First, the Senate must settle on its funding levels, then the House and Senate will reconcile differences. After that point, the bills will move to President Biden’s desk to be signed into law. The full summary and language from the House reports can be found at 2023 U.S. House Funding Reports Include Key Language For Behavioral Science. APS continues to press for increased funding for psychological science in the current appropriations bills and will provide APS members with updates at APS Funding & Policy.
See below for the Senate appropriations language from the Chairman’s mark supportive of behavioral science.
The language can be found in the ‘Explanatory Statements’ section of the legislation. Full Bill Text, Explanatory Statements, and Summaries can be found here.
Labor, Health and Human Services, Education, and Related Agencies:
Centers for Disease Control and Prevention
Social Determinants of Health [SDOH].—The Committee recognizes the important impact of SDOH on outcomes and health inequities in communities. The Committee provides $100,000,000 to expand SDOH activities to all States and territories. These activities should include expanding and implementing accelerator plans and providing grants for implementation of SDOH activities. CDC should award grants to improve the capacity of governmental and non-governmental public health organizations and community organizations to address SDOH in communities; support and conduct research on best practices; and improve health outcomes and reduce health inequities by coordinating SDOH activities across CDC.
The Committee urges CDC to fund and integrate knowledge from behavioral science research as part of the effort to develop new evidence-based interventions to ameliorate social determinants’ potential negative effects. The Committee believes that behavioral science research focused on understanding SDOH can increase the use of and adherence to healthy behaviors that help prevent chronic conditions such as cancer, heart disease, and diabetes.
National Institutes of Health, Office of the Director
Behavioral Science at NIH.—The Committee notes that multiple Surgeons General and NASEM reports have concluded that most diseases and health problems facing the Nation have significant behavioral components. Meanwhile, behavioral science issues surrounding the current pandemic, including vaccine hesitancy and health misinformation, have made clear that it is important to better understand healthy behavior and how to improve health communications. Therefore, the Committee strongly supports the continued strengthening of the behavioral science enterprise at NIH and urges the Office of Behavioral and Social Science Research funding be increased to accomplish this mission. The Committee is pleased that an NIH working group is concluding its review of how better to integrate and realize the benefits to overall health from behavioral research at NIH.
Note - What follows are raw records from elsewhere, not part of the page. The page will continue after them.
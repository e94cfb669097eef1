// NES APU - Demo player
//
// Plays a short tune through the default output device. Every sound is
// produced by register writes, exactly as a game program would drive the
// APU, and the APU is stepped one CPU cycle at a time in real time.

use std::error::Error;
use std::thread;
use std::time::{Duration, Instant};

use nes_apu::apu::constants::NTSC_CPU_CLOCK;
use nes_apu::config::CONFIG_FILE;
use nes_apu::{ApuConfig, Apu, AudioOutput, MemoryMappedDevice};

/// Emulated frames per second (NTSC)
const FRAME_RATE: f64 = 60.0988;

/// Frames per sixteenth note
const FRAMES_PER_STEP: u32 = 8;

/// Lead line in MIDI note numbers (0 = rest)
const MELODY: [u8; 32] = [
    76, 76, 0, 76, 0, 72, 76, 0, 79, 0, 0, 0, 67, 0, 0, 0, 72, 0, 0, 67, 0, 0, 64, 0, 0, 69, 0,
    71, 0, 70, 69, 0,
];

/// Bass line in MIDI note numbers (0 = rest)
const BASS: [u8; 32] = [
    50, 0, 50, 0, 50, 0, 50, 0, 55, 0, 55, 0, 43, 0, 43, 0, 55, 0, 0, 52, 0, 0, 48, 0, 0, 53, 0,
    55, 0, 54, 53, 0,
];

fn note_frequency(note: u8) -> f64 {
    440.0 * 2f64.powf((note as f64 - 69.0) / 12.0)
}

/// Pulse timer period: f = CPU / (16 * (t + 1))
fn pulse_period(note: u8) -> u16 {
    (NTSC_CPU_CLOCK / (16.0 * note_frequency(note)) - 1.0).round() as u16
}

/// Triangle timer period: f = CPU / (32 * (t + 1))
fn triangle_period(note: u8) -> u16 {
    (NTSC_CPU_CLOCK / (32.0 * note_frequency(note)) - 1.0).round() as u16
}

fn play_step(apu: &mut Apu, step: usize) {
    let lead = MELODY[step % MELODY.len()];
    if lead != 0 {
        let period = pulse_period(lead);
        apu.write(0x4000, 0b1000_0110); // 50% duty, decaying envelope
        apu.write(0x4002, period as u8);
        apu.write(0x4003, 0x08 | ((period >> 8) as u8 & 0x07));

        // Second pulse doubles the lead quietly, slightly detuned and sweeping
        let period = period + 1;
        apu.write(0x4004, 0b0101_0011);
        apu.write(0x4005, 0b1111_1111);
        apu.write(0x4006, period as u8);
        apu.write(0x4007, 0x08 | ((period >> 8) as u8 & 0x07));
    }

    let bass = BASS[step % BASS.len()];
    if bass != 0 {
        let period = triangle_period(bass);
        apu.write(0x4008, 0x18); // linear counter 24 quarter frames
        apu.write(0x400A, period as u8);
        apu.write(0x400B, 0x08 | ((period >> 8) as u8 & 0x07));
    }

    // Hi-hat on every other step
    if step % 2 == 0 {
        apu.write(0x400C, 0b0000_0010);
        apu.write(0x400E, 0x03);
        apu.write(0x400F, 0x18);
    }
}

fn main() -> Result<(), Box<dyn Error>> {
    env_logger::init();

    println!("NES APU (nes-apu) v{}", env!("CARGO_PKG_VERSION"));
    println!("==============================");
    println!();

    let config = ApuConfig::load_or_default(CONFIG_FILE);
    println!("Configuration loaded from '{}'", CONFIG_FILE);

    let mut apu = Apu::with_config(&config.audio);

    // `--silent` runs the whole pipeline without opening a device
    let silent = std::env::args().skip(1).any(|arg| arg == "--silent");

    let output = if config.audio.enabled && !silent {
        Some(AudioOutput::new(config.audio.clone(), apu.stream_reader())?)
    } else {
        println!("Audio disabled, running silently");
        None
    };

    // Enable pulse 1/2, triangle and noise; 4-step sequencer, no IRQ
    apu.write(0x4015, 0x0F);
    apu.write(0x4017, 0x40);

    let cycles_per_frame = NTSC_CPU_CLOCK / FRAME_RATE;
    let frame_duration = Duration::from_secs_f64(1.0 / FRAME_RATE);
    let start = Instant::now();
    let mut cycle_budget = 0.0;
    let mut frame: u32 = 0;

    let steps = MELODY.len() * 2;
    for step in 0..steps {
        play_step(&mut apu, step);

        for _ in 0..FRAMES_PER_STEP {
            cycle_budget += cycles_per_frame;
            while cycle_budget >= 1.0 {
                apu.step();
                cycle_budget -= 1.0;
            }

            frame += 1;
            let target = frame_duration * frame;
            let elapsed = start.elapsed();
            if target > elapsed {
                thread::sleep(target - elapsed);
            }
        }
    }

    // Let the last notes ring out
    apu.write(0x4015, 0x00);
    if let Some(output) = &output {
        thread::sleep(Duration::from_millis(250));
        log::debug!("{} samples still pending in the device queue", output.pending());
    }

    let stats = apu.stats();
    println!();
    println!(
        "Emulated {} cycles, {} samples emitted, {} dropped ({:.2}%)",
        stats.cycles,
        stats.samples_emitted,
        stats.samples_dropped,
        stats.drop_ratio() * 100.0
    );

    Ok(())
}
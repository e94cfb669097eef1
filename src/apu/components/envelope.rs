//! Envelope generator for controlling volume over time

use serde::{Deserialize, Serialize};

use super::Divider;

/// Envelope generator
///
/// Either outputs a constant volume or a sawtooth that decays from 15 to 0.
/// The 4-bit volume field doubles as the divider's reload value, so in
/// constant-volume mode the divider period is also the output level.
#[derive(Debug, Clone, Default, Serialize, Deserialize)]
pub struct Envelope {
    /// Start flag - set by a write to the channel's fourth register
    pub(crate) start: bool,
    /// Loop flag (register bit 5)
    pub(crate) loop_flag: bool,
    /// Constant volume flag (register bit 4)
    pub(crate) constant_volume: bool,
    /// Decay level counter (0-15)
    pub(crate) decay_level: u8,
    divider: Divider,
}

impl Envelope {
    pub fn new() -> Self {
        Self {
            start: false,
            loop_flag: false,
            constant_volume: false,
            decay_level: 0,
            divider: Divider::new(),
        }
    }

    /// Write the envelope bits of register 0 (--LC VVVV)
    pub fn write_control(&mut self, data: u8) {
        self.set_loop((data & 0x20) != 0);
        self.set_constant_volume_mode((data & 0x10) != 0);
        self.set_volume(data & 0x0F);
    }

    pub fn set_loop(&mut self, loop_flag: bool) {
        self.loop_flag = loop_flag;
    }

    pub fn set_constant_volume_mode(&mut self, constant: bool) {
        self.constant_volume = constant;
    }

    /// Set the constant volume, which is also the decay rate
    pub fn set_volume(&mut self, volume: u8) {
        self.divider.set_period((volume & 0x0F) as u16);
    }

    /// Arm a restart; the next clock reloads the decay level
    pub fn restart(&mut self) {
        self.start = true;
    }

    /// Clock the envelope (quarter frame)
    pub fn clock(&mut self) {
        if self.start {
            self.start = false;
            self.decay_level = 15;
            self.divider.reset_counter();
        } else if self.divider.clock() {
            if self.decay_level > 0 {
                self.decay_level -= 1;
            } else if self.loop_flag {
                self.decay_level = 15;
            }
        }
    }

    /// Get the current volume (0-15)
    pub fn volume(&self) -> u8 {
        let volume = if self.constant_volume {
            self.divider.period() as u8
        } else {
            self.decay_level
        };
        debug_assert!(volume <= 15);
        volume
    }

    /// Volume, decay level and divider all fit in 4 bits
    pub fn is_in_range(&self) -> bool {
        self.decay_level <= 15 && self.divider.period() <= 15 && self.divider.counter() <= 15
    }
}
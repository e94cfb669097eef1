//! `cargo x` - test, benchmark and demo tasks for nes-apu
//!
//! Without an audio device (or with `CI` set) the crate is built with
//! `--no-default-features`, which leaves out cpal and the ALSA link.

use anyhow::{bail, Result};
use clap::{Parser, Subcommand};
use colored::*;
use std::process::Command;
use std::time::Instant;

/// Benchmark groups defined in benches/apu_bench.rs
const BENCH_GROUPS: [(&str, &str); 3] = [
    ("apu_step", "Apu::step per cycle and per frame, all channels on"),
    ("mixer_mix", "nonlinear mixer lookups"),
    ("resampler_push", "cycle-to-sample downsampling"),
];

/// Test filters for the library modules
const TEST_MODULES: [(&str, &str); 2] = [("apu::", "APU"), ("audio::", "Audio")];

#[derive(Parser)]
#[command(name = "x")]
#[command(about = "Development tasks for nes-apu")]
struct Cli {
    #[command(subcommand)]
    command: Commands,
}

#[derive(Subcommand)]
enum Commands {
    /// Run tests (all of them unless a module filter is given)
    Test {
        /// Only the APU unit tests (channels, components, register timing)
        #[arg(long)]
        apu: bool,
        /// Only the audio pipeline unit tests (mixer, resampler, stream)
        #[arg(long)]
        audio: bool,
        /// Build without the cpal backend
        #[arg(long)]
        headless: bool,
    },
    /// Run the criterion benchmarks
    Bench {
        /// Benchmark group to run (see --list)
        group: Option<String>,
        /// List the benchmark groups and exit
        #[arg(long)]
        list: bool,
    },
    /// Play the demo tune
    Demo {
        #[arg(long)]
        release: bool,
        /// Run the pipeline without opening an audio device
        #[arg(long)]
        silent: bool,
    },
    /// fmt check, clippy, headless tests and a benchmark build
    Ci,
}

fn main() -> Result<()> {
    match Cli::parse().command {
        Commands::Test {
            apu,
            audio,
            headless,
        } => run_tests(apu, audio, headless || in_ci()),
        Commands::Bench { list: true, .. } => {
            list_bench_groups();
            Ok(())
        }
        Commands::Bench { group, .. } => run_bench(group.as_deref()),
        Commands::Demo { release, silent } => run_demo(release, silent || in_ci()),
        Commands::Ci => run_ci(),
    }
}

fn in_ci() -> bool {
    std::env::var_os("CI").is_some()
}

/// `cargo <subcommand>` with the feature set for this machine
fn cargo(subcommand: &str, headless: bool) -> Command {
    let mut cmd = Command::new("cargo");
    cmd.arg(subcommand);
    if headless {
        cmd.arg("--no-default-features");
    }
    cmd
}

fn run_tests(apu: bool, audio: bool, headless: bool) -> Result<()> {
    let selected: Vec<_> = TEST_MODULES
        .iter()
        .zip([apu, audio])
        .filter_map(|(module, on)| on.then_some(*module))
        .collect();

    if selected.is_empty() {
        println!("{} Running all tests", "→".blue());
        return execute(&mut cargo("test", headless));
    }

    for (filter, name) in selected {
        println!("{} Running {} tests", "→".blue(), name.bold());
        execute(cargo("test", headless).arg("--lib").arg(filter))?;
    }
    Ok(())
}

fn list_bench_groups() {
    println!("{}", "Benchmark groups (benches/apu_bench.rs):".bold());
    for (name, what) in BENCH_GROUPS {
        println!("  {:<16} {}", name.cyan(), what);
    }
}

fn run_bench(group: Option<&str>) -> Result<()> {
    if let Some(group) = group {
        if !BENCH_GROUPS.iter().any(|(name, _)| *name == group) {
            list_bench_groups();
            bail!("unknown benchmark group '{}'", group);
        }
    }

    // The benches only touch the core, never the device
    let mut cmd = cargo("bench", true);
    cmd.arg("--bench").arg("apu_bench");
    if let Some(group) = group {
        cmd.arg("--").arg(group);
    }
    execute(&mut cmd)
}

fn run_demo(release: bool, silent: bool) -> Result<()> {
    println!(
        "{} Demo ({}, {})",
        "→".blue(),
        if release { "release" } else { "debug" },
        if silent { "silent".yellow() } else { "audio".green() }
    );

    let mut cmd = cargo("run", false);
    if release {
        cmd.arg("--release");
    }
    if silent {
        cmd.arg("--").arg("--silent");
    }
    if std::env::var_os("RUST_LOG").is_none() {
        cmd.env("RUST_LOG", "info");
    }
    execute(&mut cmd)
}

fn run_ci() -> Result<()> {
    println!("{}", "=== CI ===".bold().blue());
    let start = Instant::now();

    let steps: [(&str, Command); 4] = [
        ("fmt", {
            let mut cmd = Command::new("cargo");
            cmd.args(["fmt", "--all", "--", "--check"]);
            cmd
        }),
        ("clippy", {
            let mut cmd = cargo("clippy", true);
            cmd.args(["--all-targets", "--", "-D", "warnings"]);
            cmd
        }),
        ("test", cargo("test", true)),
        ("bench build", {
            let mut cmd = cargo("bench", true);
            cmd.arg("--no-run");
            cmd
        }),
    ];

    for (name, mut cmd) in steps {
        println!("{} {}", "→".blue(), name.bold());
        execute(&mut cmd)?;
    }

    println!(
        "{} CI passed in {:.2}s",
        "✓".green().bold(),
        start.elapsed().as_secs_f64()
    );
    Ok(())
}

fn execute(cmd: &mut Command) -> Result<()> {
    let status = cmd.status()?;
    if !status.success() {
        bail!("{:?} failed: {}", cmd, status);
    }
    Ok(())
}
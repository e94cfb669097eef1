//! APU-level tests driven through the register interface

mod noise_dmc_tests;

use crate::apu::Apu;

/// Advance the APU by `cycles` CPU cycles
pub(super) fn run_cycles(apu: &mut Apu, cycles: u32) {
    for _ in 0..cycles {
        apu.step();
    }
}
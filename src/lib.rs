// NES APU Library
// Cycle-accurate emulation of the 2A03 sound hardware

// Public modules
pub mod apu;
pub mod audio;
pub mod bus;
pub mod config;

// Re-export main types for convenience
pub use apu::{Apu, ApuSaveState, ChannelId, Register, SaveStateError};
pub use audio::{AudioStats, Mixer, Resampler, StreamBuffer, StreamReader};
#[cfg(feature = "audio")]
pub use audio::{AudioOutput, OutputError};
pub use bus::MemoryMappedDevice;
pub use config::{ApuConfig, AudioConfig, ConfigError};

#[cfg(test)]
mod tests {
    use super::*;

    #[test]
    fn test_library_components() {
        // Test that all components can be instantiated
        let apu = Apu::new();
        let _reader = apu.stream_reader();
        let _mixer = Mixer::new();
        let _config = ApuConfig::default();
        assert_eq!(apu.stats(), AudioStats::default());
    }
}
Commerce, Justice, Science, and Related Agencies:
National Science Foundation
Social, Behavioral, and Economic Sciences [SBE].—The Committee supports the SBE Directorate and recognizes the fundamental importance of the research it supports in advancing scientific understanding of public health, defense and security, education and learning, and the interface between humans and technology. The SBE directorate funds more than half of our Nation’s university-based behavioral science research but remains the smallest of NSF directorates. The Committee believes that behavioral science provides evidence-based understanding of human behavior and recognizes the SBE Directorate’s unique role in funding this research and encourages NSF to continue its support of these programs.
Graduate Research Fellowship Program [GRFP].—The Committee accepts the proposal to consolidate GRFP within STEM Education and provides up to $355,000,000 for the program. The Committee notes that GRFP has a long history of supporting outstanding graduate students studying sciences, engineering, and mathematics fields, including behavioral science, and selects recipients who go on to achieve high levels of success in their future academic and professional careers. The Committee is supportive of the proposed increase to the fellowship stipend and encourages NSF to consider a similar proposal as part of the fiscal year 2024 budget request.